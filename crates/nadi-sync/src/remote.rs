//! # Remote Backend Contract
//!
//! The row-shape contract with the remote multi-tenant store. The engine
//! only needs to push pending rows and pull rows newer than a watermark;
//! everything about transport, authentication, and the backend schema's
//! ownership is the external collaborator's concern.
//!
//! ## Shapes
//! ```text
//! ┌─────────────────────────────────────────────────────────────────────┐
//! │  remote table          DTO here              direction              │
//! │  ─────────────         ────────────────      ─────────              │
//! │  products              RemoteProduct         push + pull            │
//! │  (stock counter)       RemoteStockDelta      push (increments)      │
//! │  transactions          RemoteTransaction     push + pull            │
//! │  transaction_items     RemoteTransactionItem rides with its header  │
//! │  payment_intents       RemotePaymentIntent   rides with its header  │
//! └─────────────────────────────────────────────────────────────────────┘
//! ```
//!
//! Monetary columns are raw integer minor units on the wire.

use chrono::{DateTime, Utc};
use serde::{Deserialize, Serialize};
use std::future::Future;
use std::pin::Pin;

use crate::error::SyncResult;
use nadi_core::{PaymentStatus, TransactionStatus};

/// Boxed future type for the backend trait, so engines generic over a
/// backend stay spawnable on multi-threaded runtimes.
pub type BoxFuture<'a, T> = Pin<Box<dyn Future<Output = T> + Send + 'a>>;

// =============================================================================
// Row Shapes
// =============================================================================

/// A row of the remote `products` table.
///
/// `stock` is the local counter at push time; the backend applies it as
/// the starting baseline when it first sees the product and otherwise
/// maintains the counter from [`RemoteStockDelta`] increments, never from
/// product upserts (stock is not last-writer-wins).
#[derive(Debug, Clone, PartialEq, Serialize, Deserialize)]
pub struct RemoteProduct {
    pub id: String,
    pub tenant_id: String,
    pub name: String,
    pub price: i64,
    pub stock: i64,
    pub is_active: bool,
    pub updated_at: DateTime<Utc>,
}

/// A stock increment for the remote counter (CRDT-style merge).
#[derive(Debug, Clone, PartialEq, Serialize, Deserialize)]
pub struct RemoteStockDelta {
    pub id: String,
    pub tenant_id: String,
    pub product_id: String,
    pub delta: i64,
    pub occurred_at: DateTime<Utc>,
}

/// A row of the remote `transactions` table.
#[derive(Debug, Clone, PartialEq, Serialize, Deserialize)]
pub struct RemoteTransaction {
    pub id: String,
    pub tenant_id: String,
    pub subtotal: i64,
    pub tax: i64,
    pub discount: i64,
    pub total: i64,
    pub status: TransactionStatus,
    pub created_at: DateTime<Utc>,
    pub updated_at: DateTime<Utc>,
}

/// A row of the remote `transaction_items` table.
#[derive(Debug, Clone, PartialEq, Serialize, Deserialize)]
pub struct RemoteTransactionItem {
    pub id: String,
    pub transaction_id: String,
    pub product_id: String,
    pub qty: i64,
    pub price: i64,
    pub subtotal: i64,
}

/// A row of the remote `payment_intents` table.
#[derive(Debug, Clone, PartialEq, Serialize, Deserialize)]
pub struct RemotePaymentIntent {
    pub id: String,
    pub tenant_id: String,
    pub transaction_id: String,
    pub amount: i64,
    pub provider: Option<String>,
    pub provider_order_id: Option<String>,
    pub status: PaymentStatus,
    pub created_at: DateTime<Utc>,
}

/// A transaction with the rows that must land with it. Pushed and pulled
/// as one unit so the backend never sees an orphaned item or payment.
#[derive(Debug, Clone, PartialEq, Serialize, Deserialize)]
pub struct TransactionBundle {
    pub transaction: RemoteTransaction,
    pub items: Vec<RemoteTransactionItem>,
    pub payments: Vec<RemotePaymentIntent>,
}

// =============================================================================
// Acknowledgements
// =============================================================================

/// Per-row outcome of a push call.
#[derive(Debug, Clone, PartialEq, Serialize, Deserialize)]
pub struct RowAck {
    /// The local row id this ack refers to.
    pub id: String,
    /// True on 2xx-equivalent acceptance.
    pub accepted: bool,
    /// For rejections: whether a later retry could succeed.
    pub retryable: bool,
    /// Backend-assigned id for the accepted row, when it differs from
    /// the local id.
    pub server_id: Option<String>,
    /// Rejection detail.
    pub error: Option<String>,
}

impl RowAck {
    /// An acceptance keeping the local id.
    pub fn accepted(id: impl Into<String>) -> Self {
        RowAck {
            id: id.into(),
            accepted: true,
            retryable: false,
            server_id: None,
            error: None,
        }
    }

    /// A rejection.
    pub fn rejected(id: impl Into<String>, retryable: bool, error: impl Into<String>) -> Self {
        RowAck {
            id: id.into(),
            accepted: false,
            retryable,
            server_id: None,
            error: Some(error.into()),
        }
    }
}

// =============================================================================
// Backend Trait
// =============================================================================

/// The remote store, as seen by the sync engine.
///
/// Implementations own transport, auth, and retry-at-the-wire concerns.
/// A whole-call failure (`Err`) means "nothing was durably accepted,
/// retry later"; per-row outcomes ride in the acks. Push calls arrive in
/// foreign-key dependency order: products, then stock deltas, then
/// transaction bundles.
pub trait RemoteBackend: Send {
    /// Upserts products, keyed by id within the tenant.
    fn push_products<'a>(
        &'a mut self,
        tenant_id: &'a str,
        rows: Vec<RemoteProduct>,
    ) -> BoxFuture<'a, SyncResult<Vec<RowAck>>>;

    /// Applies stock increments to the remote counters.
    fn push_stock_deltas<'a>(
        &'a mut self,
        tenant_id: &'a str,
        rows: Vec<RemoteStockDelta>,
    ) -> BoxFuture<'a, SyncResult<Vec<RowAck>>>;

    /// Inserts transactions with their items and payment intents. Acks
    /// are per bundle, keyed by the transaction id.
    fn push_transactions<'a>(
        &'a mut self,
        tenant_id: &'a str,
        bundles: Vec<TransactionBundle>,
    ) -> BoxFuture<'a, SyncResult<Vec<RowAck>>>;

    /// Products with `updated_at > since` (everything when `None`),
    /// oldest first.
    fn pull_products<'a>(
        &'a mut self,
        tenant_id: &'a str,
        since: Option<DateTime<Utc>>,
    ) -> BoxFuture<'a, SyncResult<Vec<RemoteProduct>>>;

    /// Transactions with `updated_at > since` (everything when `None`),
    /// oldest first, bundled with their items and payments.
    fn pull_transactions<'a>(
        &'a mut self,
        tenant_id: &'a str,
        since: Option<DateTime<Utc>>,
    ) -> BoxFuture<'a, SyncResult<Vec<TransactionBundle>>>;
}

### Task to complete
The lines to copy are those above that contain the string "header".

### Result
//! │  transaction_items     RemoteTransactionItem rides with its header  │
//! │  payment_intents       RemotePaymentIntent   rides with its header  │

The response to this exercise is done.